Stingless bees have been in existence for over 80 million years.
In Brazil, there are 240 species of stingless bees, with an estimated 100 more to be discovered.
Stingless bees have been studied for both honey production and as alternative pollinators of several crops in tropical and subtropical areas, such as tomato, strawberry, macadamia, coffee and assai berry, the most important crop in the Amazon currently.
Out of 140 crops in Brazil, 80 can be pollinated by stingless bees.
At the Brazilian Agricultural Research Corporation (Embrapa), bee biology and bee management researcher Dr Cristiano Menezes has developed a technique to produce large numbers of stingless bee queens in the lab and improved colony multiplication technologies.

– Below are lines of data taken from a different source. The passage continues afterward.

impl MonotoneSequence {
    /// Builds the cheapest representation of `values` (strictly increasing,
    /// all `< universe`) under `cfg`'s sampling rates.
    pub fn build(values: &[u64], universe: u64, cfg: &IndexConfig) -> Self {
        let n = values.len() as u64;
        debug_assert!(values.windows(2).all(|w| w[0] < w[1]), "values must be strictly increasing");
        debug_assert!(values.iter().all(|&v| v < universe), "values must be < universe");

        if n == universe {
            return MonotoneSequence::AllOnes(AllOnesSequence { universe });
        }

        let ef_bits = CompactEliasFano::estimate_size_in_bits(n, universe, cfg);
        let rb_bits = CompactRankedBitvector::estimate_size_in_bits(n, universe, cfg);

        if ef_bits <= rb_bits {
            MonotoneSequence::EliasFano(CompactEliasFano::build(values, universe, cfg))
        } else {
            MonotoneSequence::RankedBitvector(CompactRankedBitvector::build(values, universe, cfg))
        }
    }

    pub fn len(&self) -> usize {
        match self {
            MonotoneSequence::EliasFano(s) => s.n as usize,
            MonotoneSequence::RankedBitvector(s) => s.n as usize,
            MonotoneSequence::AllOnes(s) => s.universe as usize,
        }
    }

    pub fn is_empty(&self) -> bool {
        self.len() == 0
    }

    pub fn universe(&self) -> u64 {
        match self {
            MonotoneSequence::EliasFano(s) => s.universe,
            MonotoneSequence::RankedBitvector(s) => s.universe,
            MonotoneSequence::AllOnes(s) => s.universe,
        }
    }

    /// `move(i)`: the value at 0-based index `i`.
    pub fn get(&self, i: usize) -> u64 {
        match self {
            MonotoneSequence::EliasFano(s) => s.get(i),
            MonotoneSequence::RankedBitvector(s) => s.get(i),
            MonotoneSequence::AllOnes(_) => i as u64,
        }
    }

    /// First `(index, value)` with `value >= lb`, or `None` past the end.
    pub fn next_geq(&self, lb: u64) -> Option<(usize, u64)> {
        match self {
            MonotoneSequence::EliasFano(s) => s.next_geq(lb),
            MonotoneSequence::RankedBitvector(s) => s.next_geq(lb),
            MonotoneSequence::AllOnes(s) => {
                if lb < s.universe {
                    Some((lb as usize, lb))
                } else {
                    None
                }
            }
        }
    }

    /// Total size of the payload, in bits, excluding the one-bit discriminator.
    pub fn size_in_bits(&self) -> u64 {
        match self {
            MonotoneSequence::EliasFano(s) => s.size_in_bits(),
            MonotoneSequence::RankedBitvector(s) => s.size_in_bits(),
            MonotoneSequence::AllOnes(_) => 0,
        }
    }

    /// Serializes the discriminator tag and the full payload.
    pub fn to_bytes(&self) -> Vec<u8> {
        let mut out = Vec::new();
        match self {
            MonotoneSequence::EliasFano(s) => {
                out.push(0);
                s.write_to(&mut out);
            }
            MonotoneSequence::RankedBitvector(s) => {
                out.push(1);
                s.write_to(&mut out);
            }
            MonotoneSequence::AllOnes(s) => {
                out.push(2);
                out.extend_from_slice(&s.universe.to_le_bytes());
            }
        }
        out
    }

    /// Deserializes a sequence written by [`Self::to_bytes`], returning it and
    /// the number of bytes consumed.
    pub fn from_bytes(bytes: &[u8]) -> (Self, usize) {
        let tag = bytes[0];
        match tag {
            0 => {
                let (s, n) = CompactEliasFano::read_from(&bytes[1..]);
                (MonotoneSequence::EliasFano(s), 1 + n)
            }
            1 => {
                let (s, n) = CompactRankedBitvector::read_from(&bytes[1..]);
                (MonotoneSequence::RankedBitvector(s), 1 + n)
            }
            2 => {
                let universe = u64::from_le_bytes(bytes[1..9].try_into().unwrap());
                (MonotoneSequence::AllOnes(AllOnesSequence { universe }), 9)
            }
            _ => panic!("unrecognised monotone-sequence discriminator byte {tag}"),
        }
    }
}

fn write_u64(out: &mut Vec<u8>, v: u64) {
    out.extend_from_slice(&v.to_le_bytes());
}

fn read_u64(bytes: &[u8], offset: usize) -> u64 {
    u64::from_le_bytes(bytes[offset..offset + 8].try_into().unwrap())
}

fn write_bitvector(out: &mut Vec<u8>, bv: &BitVector) {
    write_u64(out, bv.len() as u64);
    write_u64(out, bv.words().len() as u64);
    for &w in bv.words() {
        write_u64(out, w);
    }
}

fn read_bitvector(bytes: &[u8]) -> (BitVector, usize) {
    let size = read_u64(bytes, 0) as usize;
    let num_words = read_u64(bytes, 8) as usize;
    let mut words = Vec::with_capacity(num_words);
    let mut off = 16;
    for _ in 0..num_words {
        words.push(read_u64(bytes, off));
        off += 8;
    }
    (BitVector::from_words(words, size), off)
}

fn write_u64_vec(out: &mut Vec<u8>, values: &[u64]) {
    write_u64(out, values.len() as u64);
    for &v in values {
        write_u64(out, v);
    }
}
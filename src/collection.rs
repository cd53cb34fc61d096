//! Reader for the "binary frequency collection" ingestion format: three
//! parallel files (`docs`, `freqs`, `sizes`) consumed by [`crate::index::IndexBuilder`].
//!
//! Per the governing design document's resolution of an open question: the
//! sizes file carries the same redundant `{n=1,[N]}` leading list as the docs
//! file even though its payload is always exactly `N` entries. This reader
//! parses that header literally (and checks it against the docs file's `N`)
//! rather than special-casing it away.

use crate::error::BuilderError;

fn read_u32_le(bytes: &[u8], offset: usize) -> Option<u32> {
    bytes.get(offset..offset + 4).map(|s| u32::from_le_bytes([s[0], s[1], s[2], s[3]]))
}

/// Owns the three input files' bytes and exposes the per-term lists they encode.
pub struct BinaryFreqCollection {
    docs: Vec<u8>,
    freqs: Vec<u8>,
    sizes: Vec<u32>,
    num_docs: u32,
    /// Byte offset in `docs`/`freqs` where the first per-term list begins.
    docs_start: usize,
}

impl BinaryFreqCollection {
    pub fn from_bytes(docs: Vec<u8>, freqs: Vec<u8>, sizes: Vec<u8>) -> Result<Self, BuilderError> {
        let header_n = read_u32_le(&docs, 0)
            .ok_or_else(|| io_err("docs file truncated reading leading header count"))?;
        if header_n != 1 {
            return Err(io_err("docs file's leading list must have n = 1"));
        }
        let num_docs =
            read_u32_le(&docs, 4).ok_or_else(|| io_err("docs file truncated reading N"))?;

        let sizes_header_n = read_u32_le(&sizes, 0)
            .ok_or_else(|| io_err("sizes file truncated reading leading header count"))?;
        if sizes_header_n != 1 {
            return Err(io_err("sizes file's leading list must have n = 1"));
        }
        let sizes_header_big_n = read_u32_le(&sizes, 4)
            .ok_or_else(|| io_err("sizes file truncated reading N"))?;
        if sizes_header_big_n != num_docs {
            return Err(io_err("sizes file's N does not match docs file's N"));
        }
        let sizes_list_n = read_u32_le(&sizes, 8)
            .ok_or_else(|| io_err("sizes file truncated reading its own list length"))?;
        if sizes_list_n != num_docs {
            return Err(io_err("sizes file's document-length list length does not equal N"));
        }
        let mut sizes_out = Vec::with_capacity(num_docs as usize);
        for i in 0..num_docs as usize {
            let v = read_u32_le(&sizes, 12 + i * 4)
                .ok_or_else(|| io_err("sizes file truncated reading document lengths"))?;
            sizes_out.push(v);
        }

        Ok(BinaryFreqCollection { docs, freqs, sizes: sizes_out, num_docs, docs_start: 8 })
    }

    pub fn num_docs(&self) -> u32 {
        self.num_docs
    }

    pub fn doc_lengths(&self) -> &[u32] {
        &self.sizes
    }

    /// Iterates the per-term `(term_id, docids, freqs)` lists in order.
    pub fn terms(&self) -> CollectionIter<'_> {
        CollectionIter { coll: self, docs_off: self.docs_start, freqs_off: 0, term_id: 0 }
    }
}

fn read_u32_list(bytes: &[u8], start: usize, count: usize) -> Vec<u32> {
    (0..count)
        .map(|i| {
            let o = start + i * 4;
            u32::from_le_bytes([bytes[o], bytes[o + 1], bytes[o + 2], bytes[o + 3]])
        })
        .collect()
}

fn io_err(detail: &str) -> BuilderError {
    BuilderError::Io(std::io::Error::new(std::io::ErrorKind::InvalidData, detail.to_string()))
}

pub struct CollectionIter<'a> {
    coll: &'a BinaryFreqCollection,
    docs_off: usize,
    freqs_off: usize,
    term_id: u32,
}

impl<'a> Iterator for CollectionIter<'a> {
    type Item = Result<(u32, Vec<u32>, Vec<u32>), BuilderError>;

    fn next(&mut self) -> Option<Self::Item> {
        if self.docs_off >= self.coll.docs.len() {
            return None;
        }
        let term_id = self.term_id;
        let n = match read_u32_le(&self.coll.docs, self.docs_off) {
            Some(n) => n,
            None => return None,
        };
        let docs_payload_start = self.docs_off + 4;
        let docs_payload_end = docs_payload_start + 4 * n as usize;
        let freqs_n = match read_u32_le(&self.coll.freqs, self.freqs_off) {
            Some(v) => v,
            None => {
                return Some(Err(BuilderError::LengthMismatch { term_id, docs_len: n, freqs_len: 0 }))
            }
        };
        if freqs_n != n {
            return Some(Err(BuilderError::LengthMismatch {
                term_id,
                docs_len: n,
                freqs_len: freqs_n,
            }));
        }
        let freqs_payload_start = self.freqs_off + 4;
        let freqs_payload_end = freqs_payload_start + 4 * n as usize;

        if self.coll.docs.get(docs_payload_start..docs_payload_end).is_none() {
            return Some(Err(io_err("docs file truncated reading term's posting list")));
        }
        if self.coll.freqs.get(freqs_payload_start..freqs_payload_end).is_none() {
            return Some(Err(io_err("freqs file truncated reading term's posting list")));
        }
        let docs = read_u32_list(&self.coll.docs, docs_payload_start, n as usize);
        let freqs = read_u32_list(&self.coll.freqs, freqs_payload_start, n as usize);

        self.docs_off = docs_payload_end;
        self.freqs_off = freqs_payload_end;
        self.term_id += 1;

        for (i, w) in docs.windows(2).enumerate() {
            if w[0] >= w[1] {
                return Some(Err(BuilderError::NonMonotone {
                    term_id,
                    position: i as u32 + 1,
                    prev: w[0],
                    current: w[1],
                }));
            }
        }
        if docs.is_empty() {
            return Some(Err(BuilderError::EmptyList { term_id }));
        }

        Some(Ok((term_id, docs, freqs)))
    }
}

#[cfg(test)]
mod tests {
    use super::*;

    fn u32_list(values: &[u32]) -> Vec<u8> {
        let mut out = Vec::new();
        out.extend_from_slice(&(values.len() as u32).to_le_bytes());
        for &v in values {
            out.extend_from_slice(&v.to_le_bytes());
        }
        out
    }

    #[test]
    fn parses_two_term_collection() {
        let num_docs = 5u32;
        let mut docs = u32_list(&[num_docs]);
        docs.extend(u32_list(&[0, 2, 4]));
        docs.extend(u32_list(&[1, 3]));

        let mut freqs = u32_list(&[1, 2, 1]);
        freqs.extend(u32_list(&[3, 1]));

        let mut sizes = u32_list(&[num_docs]);
        sizes.extend(u32_list(&[10, 20, 30, 40, 50]));

        let coll = BinaryFreqCollection::from_bytes(docs, freqs, sizes).unwrap();
        assert_eq!(coll.num_docs(), 5);
        assert_eq!(coll.doc_lengths(), &[10, 20, 30, 40, 50]);

        let terms: Vec<_> = coll.terms().collect::<Result<Vec<_>, _>>().unwrap();
        assert_eq!(terms.len(), 2);
        assert_eq!(terms[0], (0, vec![0u32, 2, 4], vec![1u32, 2, 1]));
        assert_eq!(terms[1], (1, vec![1u32, 3], vec![3u32, 1]));
    }

    #[test]
    fn rejects_length_mismatch() {
        let num_docs = 3u32;
        let mut docs = u32_list(&[num_docs]);
        docs.extend(u32_list(&[0, 1]));
        let freqs = u32_list(&[1]); // only one freq for two docs
        let mut sizes = u32_list(&[num_docs]);
        sizes.extend(u32_list(&[1, 1, 1]));

        let coll = BinaryFreqCollection::from_bytes(docs, freqs, sizes).unwrap();
        let err = coll.terms().next().unwrap().unwrap_err();
        assert!(matches!(err, BuilderError::LengthMismatch { .. }));
    }
}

“In the last decade, we have studied the management of different species of stingless bees, which allowed us to start a colony production system in Brazil,” he said, adding that in his country, colony reproduction enjoys a 90% success rate.
“It is estimated that five million colonies are produced every year for pollination worldwide,” said Menezes, who was in Kuala Lumpur recently to speak at the 25th IdeaXchange Session organised by the Academy of Sciences Malaysia.
Embrapa has also successfully managed queen mating and improved incubation techniques to produce colonies under lab conditions.
“We have studied the management of this species with several crops such as strawberry, coffee, macadamia, açaí and lychee. We have also developed techniques to transport and protect colonies from environment stress,” he said.
Stingless bees introduced to pollinate strawberries increased the size of the fruits by 43%, and increased their shelf life.
“The advances achieved so far allowed us to establish a production system of stingless bee colonies,” added Menezes.
“We can offer colonies for pollination services to growers and for honey production.”